## Assignment:
If a line in the data below contains "into", copy it.

(Stored data)
++++++
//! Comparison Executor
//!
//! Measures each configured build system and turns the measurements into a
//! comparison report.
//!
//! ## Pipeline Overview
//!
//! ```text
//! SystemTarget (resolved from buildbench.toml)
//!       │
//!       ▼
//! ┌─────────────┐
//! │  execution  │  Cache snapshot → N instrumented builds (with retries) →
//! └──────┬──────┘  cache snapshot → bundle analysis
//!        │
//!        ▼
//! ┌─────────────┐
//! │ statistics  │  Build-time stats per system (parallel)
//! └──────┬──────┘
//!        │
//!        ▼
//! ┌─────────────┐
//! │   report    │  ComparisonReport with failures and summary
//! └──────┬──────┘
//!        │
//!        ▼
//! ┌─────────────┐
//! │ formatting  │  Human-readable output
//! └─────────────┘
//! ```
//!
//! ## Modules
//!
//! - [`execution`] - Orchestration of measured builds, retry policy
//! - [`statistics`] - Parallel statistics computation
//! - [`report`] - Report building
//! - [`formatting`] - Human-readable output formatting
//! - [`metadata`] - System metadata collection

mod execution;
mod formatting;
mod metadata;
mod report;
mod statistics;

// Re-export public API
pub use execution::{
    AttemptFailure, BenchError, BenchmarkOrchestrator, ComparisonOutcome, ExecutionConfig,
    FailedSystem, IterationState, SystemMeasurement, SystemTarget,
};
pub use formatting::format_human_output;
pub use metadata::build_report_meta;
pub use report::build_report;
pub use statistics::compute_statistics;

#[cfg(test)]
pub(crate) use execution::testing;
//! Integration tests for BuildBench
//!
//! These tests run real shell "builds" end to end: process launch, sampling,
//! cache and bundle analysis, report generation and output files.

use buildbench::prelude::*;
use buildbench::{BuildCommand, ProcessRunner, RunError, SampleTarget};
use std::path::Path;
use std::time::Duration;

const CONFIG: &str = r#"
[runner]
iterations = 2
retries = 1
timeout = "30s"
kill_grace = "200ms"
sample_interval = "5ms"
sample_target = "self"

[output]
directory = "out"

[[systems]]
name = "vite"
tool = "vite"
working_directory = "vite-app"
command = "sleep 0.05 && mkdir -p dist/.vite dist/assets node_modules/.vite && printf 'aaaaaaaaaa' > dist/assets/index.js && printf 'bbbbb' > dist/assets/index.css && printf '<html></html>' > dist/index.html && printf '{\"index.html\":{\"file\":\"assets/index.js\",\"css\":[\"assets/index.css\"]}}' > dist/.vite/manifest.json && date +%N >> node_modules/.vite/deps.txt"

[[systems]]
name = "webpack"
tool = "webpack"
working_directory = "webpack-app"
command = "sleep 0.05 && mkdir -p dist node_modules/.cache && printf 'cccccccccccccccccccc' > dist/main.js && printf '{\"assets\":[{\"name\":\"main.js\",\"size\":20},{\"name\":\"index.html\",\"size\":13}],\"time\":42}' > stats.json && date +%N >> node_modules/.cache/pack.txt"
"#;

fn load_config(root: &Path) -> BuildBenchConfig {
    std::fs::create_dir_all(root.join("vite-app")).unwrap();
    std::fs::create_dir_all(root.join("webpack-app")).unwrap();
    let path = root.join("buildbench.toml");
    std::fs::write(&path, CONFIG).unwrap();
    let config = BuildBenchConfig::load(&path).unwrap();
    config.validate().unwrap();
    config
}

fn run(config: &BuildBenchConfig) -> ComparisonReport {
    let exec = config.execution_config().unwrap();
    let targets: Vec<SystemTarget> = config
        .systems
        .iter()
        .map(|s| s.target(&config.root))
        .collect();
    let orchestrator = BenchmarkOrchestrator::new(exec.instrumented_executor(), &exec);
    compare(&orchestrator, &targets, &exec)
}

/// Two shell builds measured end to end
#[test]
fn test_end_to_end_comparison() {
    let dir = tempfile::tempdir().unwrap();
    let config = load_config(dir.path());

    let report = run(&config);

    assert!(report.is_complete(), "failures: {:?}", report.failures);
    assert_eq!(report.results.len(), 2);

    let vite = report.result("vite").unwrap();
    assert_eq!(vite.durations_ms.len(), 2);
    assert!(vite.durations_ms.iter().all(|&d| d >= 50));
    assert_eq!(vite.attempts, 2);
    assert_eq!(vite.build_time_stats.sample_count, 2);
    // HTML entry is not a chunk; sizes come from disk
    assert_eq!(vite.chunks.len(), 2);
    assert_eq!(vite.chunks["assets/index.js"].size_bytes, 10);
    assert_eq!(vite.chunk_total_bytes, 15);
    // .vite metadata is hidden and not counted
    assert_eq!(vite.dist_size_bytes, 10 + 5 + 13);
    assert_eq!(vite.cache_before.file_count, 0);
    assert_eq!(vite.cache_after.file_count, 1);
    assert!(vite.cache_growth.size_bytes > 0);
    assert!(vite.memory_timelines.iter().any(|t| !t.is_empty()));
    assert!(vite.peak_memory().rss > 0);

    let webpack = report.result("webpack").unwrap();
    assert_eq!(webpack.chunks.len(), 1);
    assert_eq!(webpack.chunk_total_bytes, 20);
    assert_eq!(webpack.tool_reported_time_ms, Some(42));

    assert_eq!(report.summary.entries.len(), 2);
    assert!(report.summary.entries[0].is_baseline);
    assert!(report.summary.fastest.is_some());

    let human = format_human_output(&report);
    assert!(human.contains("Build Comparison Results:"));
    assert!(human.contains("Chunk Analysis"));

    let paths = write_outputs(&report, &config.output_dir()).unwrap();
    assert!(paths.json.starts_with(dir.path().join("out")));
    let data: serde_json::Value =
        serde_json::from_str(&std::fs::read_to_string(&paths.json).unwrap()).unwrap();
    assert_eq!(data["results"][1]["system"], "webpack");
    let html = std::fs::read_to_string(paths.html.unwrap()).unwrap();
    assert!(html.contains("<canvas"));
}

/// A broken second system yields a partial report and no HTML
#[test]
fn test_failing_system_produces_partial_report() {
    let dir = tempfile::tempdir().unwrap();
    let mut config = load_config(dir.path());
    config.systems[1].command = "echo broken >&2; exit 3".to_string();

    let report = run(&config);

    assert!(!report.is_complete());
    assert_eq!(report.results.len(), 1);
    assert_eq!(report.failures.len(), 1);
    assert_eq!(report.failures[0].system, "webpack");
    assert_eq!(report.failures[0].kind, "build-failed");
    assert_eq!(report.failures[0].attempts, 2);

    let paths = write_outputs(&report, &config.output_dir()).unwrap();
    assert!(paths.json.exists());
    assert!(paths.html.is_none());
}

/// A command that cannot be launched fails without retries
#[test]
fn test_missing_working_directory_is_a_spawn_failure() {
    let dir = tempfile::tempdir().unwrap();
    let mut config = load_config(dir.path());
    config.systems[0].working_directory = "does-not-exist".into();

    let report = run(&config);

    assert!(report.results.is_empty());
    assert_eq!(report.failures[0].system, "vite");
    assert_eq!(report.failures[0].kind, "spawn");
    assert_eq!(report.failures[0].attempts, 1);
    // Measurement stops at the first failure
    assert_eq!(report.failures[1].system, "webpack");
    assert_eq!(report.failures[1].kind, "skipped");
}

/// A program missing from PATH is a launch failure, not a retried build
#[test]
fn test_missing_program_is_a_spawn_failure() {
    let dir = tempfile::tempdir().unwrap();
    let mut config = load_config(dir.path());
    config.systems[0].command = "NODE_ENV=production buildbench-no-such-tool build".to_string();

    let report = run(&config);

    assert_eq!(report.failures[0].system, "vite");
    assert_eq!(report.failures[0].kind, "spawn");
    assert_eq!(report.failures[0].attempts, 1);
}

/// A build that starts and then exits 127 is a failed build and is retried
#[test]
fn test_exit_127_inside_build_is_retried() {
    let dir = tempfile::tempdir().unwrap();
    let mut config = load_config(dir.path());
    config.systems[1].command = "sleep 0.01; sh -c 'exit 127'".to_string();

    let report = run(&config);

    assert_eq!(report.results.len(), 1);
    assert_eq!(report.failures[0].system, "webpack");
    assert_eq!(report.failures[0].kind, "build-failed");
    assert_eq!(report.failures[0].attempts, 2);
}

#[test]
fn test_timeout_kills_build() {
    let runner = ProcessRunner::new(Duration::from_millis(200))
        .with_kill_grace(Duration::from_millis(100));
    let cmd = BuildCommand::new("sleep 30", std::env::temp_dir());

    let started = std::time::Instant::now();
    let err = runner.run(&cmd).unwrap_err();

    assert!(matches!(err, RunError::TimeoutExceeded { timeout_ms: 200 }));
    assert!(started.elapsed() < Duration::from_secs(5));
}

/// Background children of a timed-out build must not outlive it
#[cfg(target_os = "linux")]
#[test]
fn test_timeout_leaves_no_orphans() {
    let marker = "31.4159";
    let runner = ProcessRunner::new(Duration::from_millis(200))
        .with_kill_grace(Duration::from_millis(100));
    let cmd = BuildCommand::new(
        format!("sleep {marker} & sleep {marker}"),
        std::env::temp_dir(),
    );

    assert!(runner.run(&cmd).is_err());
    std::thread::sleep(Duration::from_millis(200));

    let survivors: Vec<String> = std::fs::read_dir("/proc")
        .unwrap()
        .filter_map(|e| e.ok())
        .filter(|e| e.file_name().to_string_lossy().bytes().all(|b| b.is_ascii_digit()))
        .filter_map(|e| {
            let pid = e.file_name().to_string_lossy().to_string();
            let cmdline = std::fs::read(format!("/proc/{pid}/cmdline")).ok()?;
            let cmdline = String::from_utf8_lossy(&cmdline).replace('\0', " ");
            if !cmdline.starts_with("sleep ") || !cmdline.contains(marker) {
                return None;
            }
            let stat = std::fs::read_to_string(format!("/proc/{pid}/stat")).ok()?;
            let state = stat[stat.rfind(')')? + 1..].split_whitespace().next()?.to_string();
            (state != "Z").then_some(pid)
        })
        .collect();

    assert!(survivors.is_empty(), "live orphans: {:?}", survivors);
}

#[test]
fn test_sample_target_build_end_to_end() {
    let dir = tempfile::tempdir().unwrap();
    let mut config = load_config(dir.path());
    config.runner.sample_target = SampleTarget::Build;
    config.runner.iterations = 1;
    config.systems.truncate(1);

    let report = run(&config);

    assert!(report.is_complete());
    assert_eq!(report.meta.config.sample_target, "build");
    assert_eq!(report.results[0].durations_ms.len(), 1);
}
++++++
## Task result:
//! Measures each configured build system and turns the measurements into a
    config.systems[0].working_directory = "does-not-exist".into();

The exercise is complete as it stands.